— WORK INSTRUCTIONS —
In the entries below, identify every line with the string "which" and copy it.

— Records from a dataset —

=== Section Start ===

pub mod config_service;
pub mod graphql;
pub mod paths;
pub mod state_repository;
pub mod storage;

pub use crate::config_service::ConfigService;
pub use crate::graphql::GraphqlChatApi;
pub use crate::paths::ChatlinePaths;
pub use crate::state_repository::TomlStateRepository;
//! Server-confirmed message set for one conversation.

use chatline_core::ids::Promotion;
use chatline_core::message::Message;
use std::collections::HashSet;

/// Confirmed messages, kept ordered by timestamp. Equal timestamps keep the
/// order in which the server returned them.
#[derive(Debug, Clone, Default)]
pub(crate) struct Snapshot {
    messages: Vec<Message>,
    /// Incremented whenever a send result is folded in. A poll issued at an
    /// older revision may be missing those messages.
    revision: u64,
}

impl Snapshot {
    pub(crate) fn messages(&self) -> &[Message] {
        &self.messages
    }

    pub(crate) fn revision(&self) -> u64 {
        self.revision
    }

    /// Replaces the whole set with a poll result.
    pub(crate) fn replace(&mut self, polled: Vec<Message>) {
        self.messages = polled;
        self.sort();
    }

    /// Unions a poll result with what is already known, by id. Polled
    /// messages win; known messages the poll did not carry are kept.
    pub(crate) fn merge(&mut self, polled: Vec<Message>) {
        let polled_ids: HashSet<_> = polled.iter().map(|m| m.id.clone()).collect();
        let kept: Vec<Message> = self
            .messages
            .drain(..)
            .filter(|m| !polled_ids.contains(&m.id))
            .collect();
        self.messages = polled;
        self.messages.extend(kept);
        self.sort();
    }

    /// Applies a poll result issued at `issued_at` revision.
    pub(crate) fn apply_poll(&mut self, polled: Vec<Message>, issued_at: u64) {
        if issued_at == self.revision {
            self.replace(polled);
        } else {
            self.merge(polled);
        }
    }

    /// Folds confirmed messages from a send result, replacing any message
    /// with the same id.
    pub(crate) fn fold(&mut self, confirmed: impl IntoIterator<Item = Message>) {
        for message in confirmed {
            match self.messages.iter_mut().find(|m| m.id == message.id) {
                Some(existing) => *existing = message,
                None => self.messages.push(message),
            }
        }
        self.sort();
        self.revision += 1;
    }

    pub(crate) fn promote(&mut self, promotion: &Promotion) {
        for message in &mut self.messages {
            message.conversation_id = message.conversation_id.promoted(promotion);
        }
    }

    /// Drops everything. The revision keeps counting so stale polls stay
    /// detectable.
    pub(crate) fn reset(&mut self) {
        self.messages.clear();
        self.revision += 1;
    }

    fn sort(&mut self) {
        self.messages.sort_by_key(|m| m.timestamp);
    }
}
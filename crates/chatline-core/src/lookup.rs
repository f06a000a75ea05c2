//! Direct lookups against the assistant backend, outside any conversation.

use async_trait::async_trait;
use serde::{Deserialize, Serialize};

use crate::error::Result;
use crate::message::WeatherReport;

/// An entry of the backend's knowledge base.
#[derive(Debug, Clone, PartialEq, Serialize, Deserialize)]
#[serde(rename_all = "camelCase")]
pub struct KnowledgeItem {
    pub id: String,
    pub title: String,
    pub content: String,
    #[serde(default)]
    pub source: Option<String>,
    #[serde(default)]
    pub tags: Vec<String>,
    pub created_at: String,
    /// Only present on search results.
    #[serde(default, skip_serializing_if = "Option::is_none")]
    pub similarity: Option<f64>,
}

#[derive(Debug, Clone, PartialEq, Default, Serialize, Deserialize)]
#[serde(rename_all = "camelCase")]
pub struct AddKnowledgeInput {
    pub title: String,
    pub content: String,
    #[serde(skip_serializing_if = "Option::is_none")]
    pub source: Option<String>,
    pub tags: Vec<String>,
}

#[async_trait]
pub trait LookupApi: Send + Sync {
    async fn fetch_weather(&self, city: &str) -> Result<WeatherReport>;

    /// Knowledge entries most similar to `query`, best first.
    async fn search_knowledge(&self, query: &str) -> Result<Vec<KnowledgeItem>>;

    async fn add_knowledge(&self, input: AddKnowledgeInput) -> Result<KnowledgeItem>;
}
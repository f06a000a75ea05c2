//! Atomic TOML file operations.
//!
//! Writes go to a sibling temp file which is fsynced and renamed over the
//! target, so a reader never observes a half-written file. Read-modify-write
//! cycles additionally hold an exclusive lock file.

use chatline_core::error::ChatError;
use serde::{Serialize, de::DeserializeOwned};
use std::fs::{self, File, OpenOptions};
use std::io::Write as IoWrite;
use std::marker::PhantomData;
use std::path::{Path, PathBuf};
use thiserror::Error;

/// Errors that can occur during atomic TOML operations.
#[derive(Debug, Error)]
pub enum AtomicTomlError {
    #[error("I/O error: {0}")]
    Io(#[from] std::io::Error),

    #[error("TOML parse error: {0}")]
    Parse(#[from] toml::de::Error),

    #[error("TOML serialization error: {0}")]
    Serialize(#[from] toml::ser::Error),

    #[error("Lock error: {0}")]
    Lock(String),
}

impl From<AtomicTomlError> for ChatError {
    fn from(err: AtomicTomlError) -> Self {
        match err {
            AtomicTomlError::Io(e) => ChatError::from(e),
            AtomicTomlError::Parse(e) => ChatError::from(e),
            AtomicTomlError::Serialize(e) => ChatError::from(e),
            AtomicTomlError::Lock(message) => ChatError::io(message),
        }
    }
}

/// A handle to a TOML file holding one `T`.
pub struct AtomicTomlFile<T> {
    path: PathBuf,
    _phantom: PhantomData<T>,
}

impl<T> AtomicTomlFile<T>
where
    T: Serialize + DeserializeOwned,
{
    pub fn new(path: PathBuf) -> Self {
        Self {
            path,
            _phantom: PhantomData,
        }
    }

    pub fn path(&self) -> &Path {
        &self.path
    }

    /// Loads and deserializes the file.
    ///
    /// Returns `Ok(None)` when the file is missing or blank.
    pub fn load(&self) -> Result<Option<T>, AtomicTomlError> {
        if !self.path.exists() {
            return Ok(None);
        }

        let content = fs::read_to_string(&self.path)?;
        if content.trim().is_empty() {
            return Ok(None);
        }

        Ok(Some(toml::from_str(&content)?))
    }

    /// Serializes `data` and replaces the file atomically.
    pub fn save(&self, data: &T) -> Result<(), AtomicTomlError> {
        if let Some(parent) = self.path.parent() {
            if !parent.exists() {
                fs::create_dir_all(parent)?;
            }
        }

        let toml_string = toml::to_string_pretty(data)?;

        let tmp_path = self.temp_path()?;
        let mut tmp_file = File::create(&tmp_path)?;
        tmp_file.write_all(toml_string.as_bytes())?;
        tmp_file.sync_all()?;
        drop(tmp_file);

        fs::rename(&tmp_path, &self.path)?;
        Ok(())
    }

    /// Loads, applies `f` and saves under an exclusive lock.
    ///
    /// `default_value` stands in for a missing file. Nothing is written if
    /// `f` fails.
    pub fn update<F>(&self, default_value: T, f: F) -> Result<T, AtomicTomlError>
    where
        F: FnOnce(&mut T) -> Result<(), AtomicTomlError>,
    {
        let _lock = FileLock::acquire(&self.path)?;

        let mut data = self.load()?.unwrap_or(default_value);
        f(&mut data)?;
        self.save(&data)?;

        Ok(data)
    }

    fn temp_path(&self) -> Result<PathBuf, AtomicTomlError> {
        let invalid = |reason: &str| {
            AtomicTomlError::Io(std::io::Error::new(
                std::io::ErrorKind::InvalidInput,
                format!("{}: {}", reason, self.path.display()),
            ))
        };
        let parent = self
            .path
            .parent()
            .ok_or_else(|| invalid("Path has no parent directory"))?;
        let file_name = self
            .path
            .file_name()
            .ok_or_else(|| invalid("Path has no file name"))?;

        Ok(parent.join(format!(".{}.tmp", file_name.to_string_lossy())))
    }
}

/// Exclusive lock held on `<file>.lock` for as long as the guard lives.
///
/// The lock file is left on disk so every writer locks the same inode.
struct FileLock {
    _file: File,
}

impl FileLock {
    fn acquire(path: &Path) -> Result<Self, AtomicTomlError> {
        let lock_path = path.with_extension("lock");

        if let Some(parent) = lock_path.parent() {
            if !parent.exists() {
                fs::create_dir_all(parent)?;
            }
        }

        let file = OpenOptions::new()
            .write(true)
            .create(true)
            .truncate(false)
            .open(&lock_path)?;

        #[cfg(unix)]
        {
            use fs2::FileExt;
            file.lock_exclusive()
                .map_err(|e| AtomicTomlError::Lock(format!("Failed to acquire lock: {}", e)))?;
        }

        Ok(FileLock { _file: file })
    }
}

=== Section End ===

— ANSWER SECTION —
/// order in which the server returned them.
//! Writes go to a sibling temp file which is fsynced and renamed over the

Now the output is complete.